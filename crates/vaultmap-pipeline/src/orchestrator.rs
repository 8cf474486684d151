//! Parse Orchestrator: runs the ingestion-to-layout pipeline, one run at a time
//!
//! State lives behind a single mutex. Accepting a trigger, cancelling and
//! the final swap into the cache all happen under it, and every transition
//! is published on a `watch` channel that status queries and waiters read.

use std::collections::HashSet;
use std::path::PathBuf;
use std::sync::{Arc, Mutex, MutexGuard, PoisonError};
use std::time::Duration;

use serde::Serialize;
use tokio::sync::watch;
use tokio_util::sync::CancellationToken;
use tracing::{debug, error, info, warn};
use vaultmap_core::{
    Diagnostics, Fingerprint, LayoutConfig, LayoutSnapshot, NodeDetail, ParseRun, Result, ResultCache, RunId,
    RunStatus, Snapshot, SourceFile, Trigger, VaultConfig, VaultError, VaultSource,
};
use vaultmap_indexer::{Classifier, Coordinator, GraphBuilder, MarkdownExtractor};
use vaultmap_layout::LayoutEngine;

use crate::progress::{RunProgress, Stage, layout_update_due};

/// Answer to [`ParseOrchestrator::trigger_parse`].
#[derive(Debug, Clone, Copy, PartialEq, Eq)]
pub enum TriggerOutcome {
    Accepted(RunId),
    /// A run is Pending or Running; its id is returned instead of queuing.
    AlreadyInProgress(RunId),
}

impl TriggerOutcome {
    pub fn run_id(&self) -> RunId {
        match self {
            TriggerOutcome::Accepted(id) | TriggerOutcome::AlreadyInProgress(id) => *id,
        }
    }

    pub fn is_accepted(&self) -> bool {
        matches!(self, TriggerOutcome::Accepted(_))
    }
}

/// Answer to [`ParseOrchestrator::wait_for_parse`].
#[derive(Debug, Clone, PartialEq)]
pub enum WaitOutcome {
    /// No run is in flight any more.
    Finished(StatusReport),
    TimedOut(StatusReport),
}

impl WaitOutcome {
    pub fn report(&self) -> &StatusReport {
        match self {
            WaitOutcome::Finished(r) | WaitOutcome::TimedOut(r) => r,
        }
    }
}

/// Point-in-time view of the orchestrator.
#[derive(Debug, Clone, Default, PartialEq, Serialize)]
pub struct StatusReport {
    pub state: RunStatus,
    /// The latest run, in flight or terminal.
    pub run: Option<ParseRun>,
    pub progress: RunProgress,
    /// Diagnostics gathered by `run` once it is terminal, whether it
    /// completed or failed. `None` while in flight, or when the run failed
    /// before any document was parsed.
    pub diagnostics: Option<Diagnostics>,
}

impl StatusReport {
    pub fn run_id(&self) -> Option<RunId> {
        self.run.as_ref().map(|r| r.id)
    }

    pub fn error(&self) -> Option<&str> {
        self.run.as_ref().and_then(|r| r.error.as_deref())
    }
}

#[derive(Default)]
struct RunState {
    report: StatusReport,
    cancel: Option<CancellationToken>,
}

impl RunState {
    /// Apply `f` to the run with `run_id`, if it is still the latest one.
    fn with_run(&mut self, run_id: RunId, f: impl FnOnce(&mut ParseRun)) {
        if let Some(run) = self.report.run.as_mut().filter(|r| r.id == run_id) {
            f(run);
            self.report.state = run.status;
        }
    }
}

struct Shared {
    source: Arc<dyn VaultSource>,
    cache: Arc<ResultCache>,
    layout_config: LayoutConfig,
    coordinator: Coordinator,
    builder: GraphBuilder,
    layout: LayoutEngine,
    state: Mutex<RunState>,
    status_tx: watch::Sender<StatusReport>,
}

/// Coordinates parse runs against a vault source and a result cache.
/// Cheap to clone; clones share state.
#[derive(Clone)]
pub struct ParseOrchestrator {
    shared: Arc<Shared>,
}

impl ParseOrchestrator {
    pub fn new(source: Arc<dyn VaultSource>, cache: Arc<ResultCache>, config: &VaultConfig) -> Result<Self> {
        config.validate()?;
        let classifier = Classifier::from_config(&config.classification)?;
        let coordinator = Coordinator::new(MarkdownExtractor::new(), classifier, &config.parse)?;
        let (status_tx, _) = watch::channel(StatusReport::default());

        Ok(Self {
            shared: Arc::new(Shared {
                source,
                cache,
                layout_config: config.layout.clone(),
                coordinator,
                builder: GraphBuilder::new(config.centrality.clone()),
                layout: LayoutEngine::new(config.layout.clone()),
                state: Mutex::new(RunState::default()),
                status_tx,
            }),
        })
    }

    /// Start a run unless one is in flight. Must be called from within a
    /// tokio runtime; the run executes on a spawned task.
    pub fn trigger_parse(&self, trigger: Trigger) -> TriggerOutcome {
        let mut state = self.shared.state();
        if let Some(run) = state.report.run.as_ref().filter(|r| r.status.is_in_flight()) {
            debug!(run_id = %run.id, "parse already in progress");
            return TriggerOutcome::AlreadyInProgress(run.id);
        }

        let run = ParseRun::pending(trigger.clone());
        let run_id = run.id;
        let cancel = CancellationToken::new();
        info!(run_id = %run_id, changed = run.changed_file_count, "parse accepted");

        state.report.state = RunStatus::Pending;
        state.report.run = Some(run);
        state.report.progress = RunProgress::default();
        state.report.diagnostics = None;
        state.cancel = Some(cancel.clone());
        self.shared.status_tx.send_replace(state.report.clone());
        drop(state);

        let shared = Arc::clone(&self.shared);
        tokio::spawn(async move {
            let worker = tokio::spawn(Arc::clone(&shared).execute(run_id, trigger, cancel));
            if let Err(e) = worker.await {
                shared.abandon(run_id, VaultError::Worker(e.to_string()));
            }
        });
        TriggerOutcome::Accepted(run_id)
    }

    /// Non-blocking status query.
    pub fn status(&self) -> StatusReport {
        self.shared.status_tx.borrow().clone()
    }

    /// Receive every status transition and progress update.
    pub fn subscribe_status(&self) -> watch::Receiver<StatusReport> {
        self.shared.status_tx.subscribe()
    }

    /// Ask the in-flight run to stop. It finishes its current document or
    /// iteration, then fails with "canceled". Returns the run's id, if any.
    pub fn cancel(&self) -> Option<RunId> {
        let state = self.shared.state();
        let run = state.report.run.as_ref().filter(|r| r.status.is_in_flight())?;
        let token = state.cancel.as_ref()?;
        token.cancel();
        info!(run_id = %run.id, "cancellation requested");
        Some(run.id)
    }

    /// Block until no run is in flight or `timeout` elapses. Never cancels.
    /// Returns immediately when nothing is in flight.
    pub async fn wait_for_parse(&self, timeout: Duration) -> WaitOutcome {
        let mut rx = self.subscribe_status();
        let waited = tokio::time::timeout(timeout, async {
            rx.wait_for(|report| !report.state.is_in_flight())
                .await
                .map(|report| report.clone())
        })
        .await;

        match waited {
            Ok(Ok(report)) => WaitOutcome::Finished(report),
            Ok(Err(_)) => WaitOutcome::Finished(self.status()),
            Err(_) => WaitOutcome::TimedOut(self.status()),
        }
    }

    /// The graph + layout currently served, captured at call time.
    pub fn current_graph(&self) -> Option<Arc<Snapshot>> {
        self.shared.cache.current()
    }

    pub fn node(&self, id: &str) -> Option<NodeDetail> {
        self.current_graph()?.node(id)
    }

    pub fn cache(&self) -> &Arc<ResultCache> {
        &self.shared.cache
    }
}

/// A run that ended without a snapshot, with the diagnostics it had gathered
/// by then.
struct RunFailure {
    error: VaultError,
    diagnostics: Option<Diagnostics>,
}

impl RunFailure {
    fn with_diagnostics(error: VaultError, diagnostics: Diagnostics) -> Self {
        RunFailure {
            error,
            diagnostics: Some(diagnostics),
        }
    }
}

impl From<VaultError> for RunFailure {
    fn from(error: VaultError) -> Self {
        RunFailure { error, diagnostics: None }
    }
}

type RunResult = std::result::Result<Snapshot, RunFailure>;

impl Shared {
    fn state(&self) -> MutexGuard<'_, RunState> {
        self.state.lock().unwrap_or_else(PoisonError::into_inner)
    }

    fn update(&self, f: impl FnOnce(&mut RunState)) {
        let mut state = self.state();
        f(&mut state);
        self.status_tx.send_replace(state.report.clone());
    }

    fn progress(&self, run_id: RunId, f: impl FnOnce(&mut RunProgress)) {
        self.update(|state| {
            if state.report.run_id() == Some(run_id) {
                f(&mut state.report.progress);
            }
        });
    }

    async fn execute(self: Arc<Self>, run_id: RunId, trigger: Trigger, cancel: CancellationToken) {
        self.update(|state| {
            state.with_run(run_id, ParseRun::start);
            state.report.progress.stage = Stage::ReadingFiles;
        });

        let outcome = self.run_stages(run_id, &trigger, &cancel).await;

        let mut state = self.state();
        let diagnostics = match outcome {
            Ok(snapshot) if !cancel.is_cancelled() => {
                let diagnostics = snapshot.diagnostics.clone();
                let snapshot = self.cache.replace(snapshot);
                info!(
                    run_id = %run_id,
                    nodes = snapshot.graph.node_count(),
                    edges = snapshot.graph.edge_count(),
                    fingerprint = snapshot.fingerprint.short(),
                    "{}",
                    diagnostics.summary()
                );
                state.with_run(run_id, ParseRun::complete);
                state.report.progress.stage = Stage::Finished;
                Some(diagnostics)
            }
            Ok(snapshot) => {
                info!(run_id = %run_id, "parse canceled");
                state.with_run(run_id, |run| run.fail(VaultError::Canceled.to_string()));
                Some(snapshot.diagnostics)
            }
            Err(RunFailure { error, diagnostics }) => {
                if error.is_cancellation() {
                    info!(run_id = %run_id, "parse canceled");
                } else {
                    error!(run_id = %run_id, error = %error, "parse failed; keeping previous snapshot");
                }
                state.with_run(run_id, |run| run.fail(error.to_string()));
                diagnostics
            }
        };
        if state.report.run_id() == Some(run_id) {
            state.report.diagnostics = diagnostics;
        }
        state.cancel = None;
        self.status_tx.send_replace(state.report.clone());
    }

    /// Fail a run whose task ended without reaching a terminal state.
    fn abandon(&self, run_id: RunId, error: VaultError) {
        error!(run_id = %run_id, error = %error, "parse worker stopped; failing run");
        self.update(|state| {
            if state.report.run.as_ref().is_some_and(|r| r.id == run_id && r.status.is_in_flight()) {
                state.with_run(run_id, |run| run.fail(error.to_string()));
                state.cancel = None;
            }
        });
    }

    async fn run_stages(self: &Arc<Self>, run_id: RunId, trigger: &Trigger, cancel: &CancellationToken) -> RunResult {
        let files = self.source.current_file_set().await?;
        if cancel.is_cancelled() {
            return Err(VaultError::Canceled.into());
        }

        let changed: Option<HashSet<PathBuf>> = match trigger {
            Trigger::Change { paths } => Some(paths.iter().cloned().collect()),
            Trigger::Manual | Trigger::Startup => None,
        };
        self.update(|state| {
            let total = files.len();
            if changed.is_none() {
                state.with_run(run_id, |run| run.changed_file_count = total);
            }
            if state.report.run_id() == Some(run_id) {
                state.report.progress.stage = Stage::Parsing;
                state.report.progress.documents_total = total;
            }
        });

        let fingerprint = Fingerprint::compute(files.iter().map(|f| (f.path.as_path(), f.content.as_str())));
        let cached = self.cache.lookup(&fingerprint, &self.layout_config);
        debug!(run_id = %run_id, fingerprint = fingerprint.short(), cache_hit = cached.is_some(), "file set read");

        let worker = Arc::clone(self);
        let cancel = cancel.clone();
        tokio::task::spawn_blocking(move || worker.compute(run_id, files, changed, fingerprint, cached, &cancel))
            .await
            .map_err(|e| VaultError::Worker(e.to_string()))?
    }

    /// Parsing, graph building and layout. Runs on a blocking thread.
    fn compute(
        &self,
        run_id: RunId,
        files: Vec<SourceFile>,
        changed: Option<HashSet<PathBuf>>,
        fingerprint: Fingerprint,
        cached: Option<Arc<Snapshot>>,
        cancel: &CancellationToken,
    ) -> RunResult {
        let parsed = self.coordinator.parse_all(&files, changed.as_ref(), cancel, |done| {
            self.progress(run_id, |p| p.documents_processed = done)
        })?;
        drop(files);

        self.progress(run_id, |p| p.stage = Stage::Building);
        let mut diagnostics = parsed.diagnostics;
        let mut graph = match self.builder.build(&parsed.documents, &mut diagnostics, cancel) {
            Ok(graph) => graph,
            Err(error) => return Err(RunFailure::with_diagnostics(error, diagnostics)),
        };

        let reusable = cached.filter(|c| graph.all_nodes().all(|n| c.layout.positions.contains_key(&n.id)));
        let positions = match reusable {
            Some(previous) => {
                debug!(run_id = %run_id, from = %previous.run_id, "reusing cached layout");
                diagnostics.layout_reused = true;
                graph
                    .all_nodes()
                    .filter_map(|n| Some((n.id.clone(), previous.layout.position(n.id.as_str())?)))
                    .collect()
            }
            None => {
                let total = self.layout.config().iterations;
                self.progress(run_id, |p| {
                    p.stage = Stage::Layout;
                    p.layout_iterations_total = total;
                });
                let outcome = self.layout.run(&graph, cancel, |i| {
                    if layout_update_due(i, total) {
                        self.progress(run_id, |p| p.layout_iterations = i)
                    }
                });
                let outcome = match outcome {
                    Ok(outcome) => outcome,
                    Err(error) => return Err(RunFailure::with_diagnostics(error, diagnostics)),
                };
                if !outcome.warnings.is_empty() {
                    warn!(run_id = %run_id, warnings = outcome.warnings.len(), "layout finished with warnings");
                }
                diagnostics.layout_warnings.extend(outcome.warnings);
                outcome.positions
            }
        };

        if cancel.is_cancelled() {
            return Err(RunFailure::with_diagnostics(VaultError::Canceled, diagnostics));
        }
        self.progress(run_id, |p| p.stage = Stage::Caching);
        let layout = LayoutSnapshot::new(run_id, positions);
        graph.apply_positions(&layout);
        Ok(Snapshot::new(fingerprint, self.layout_config.clone(), graph, layout, diagnostics))
    }
}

──────────

» TASK OBJECTIVE: Starting at the line that contains "outcome.positions" and ending at the last line of the data, repeat each line exactly; include nothing else.

» RESULT FOR THIS TASK:
                outcome.positions
            }
        };

        if cancel.is_cancelled() {
            return Err(RunFailure::with_diagnostics(VaultError::Canceled, diagnostics));
        }
        self.progress(run_id, |p| p.stage = Stage::Caching);
        let layout = LayoutSnapshot::new(run_id, positions);
        graph.apply_positions(&layout);
        Ok(Snapshot::new(fingerprint, self.layout_config.clone(), graph, layout, diagnostics))
    }
}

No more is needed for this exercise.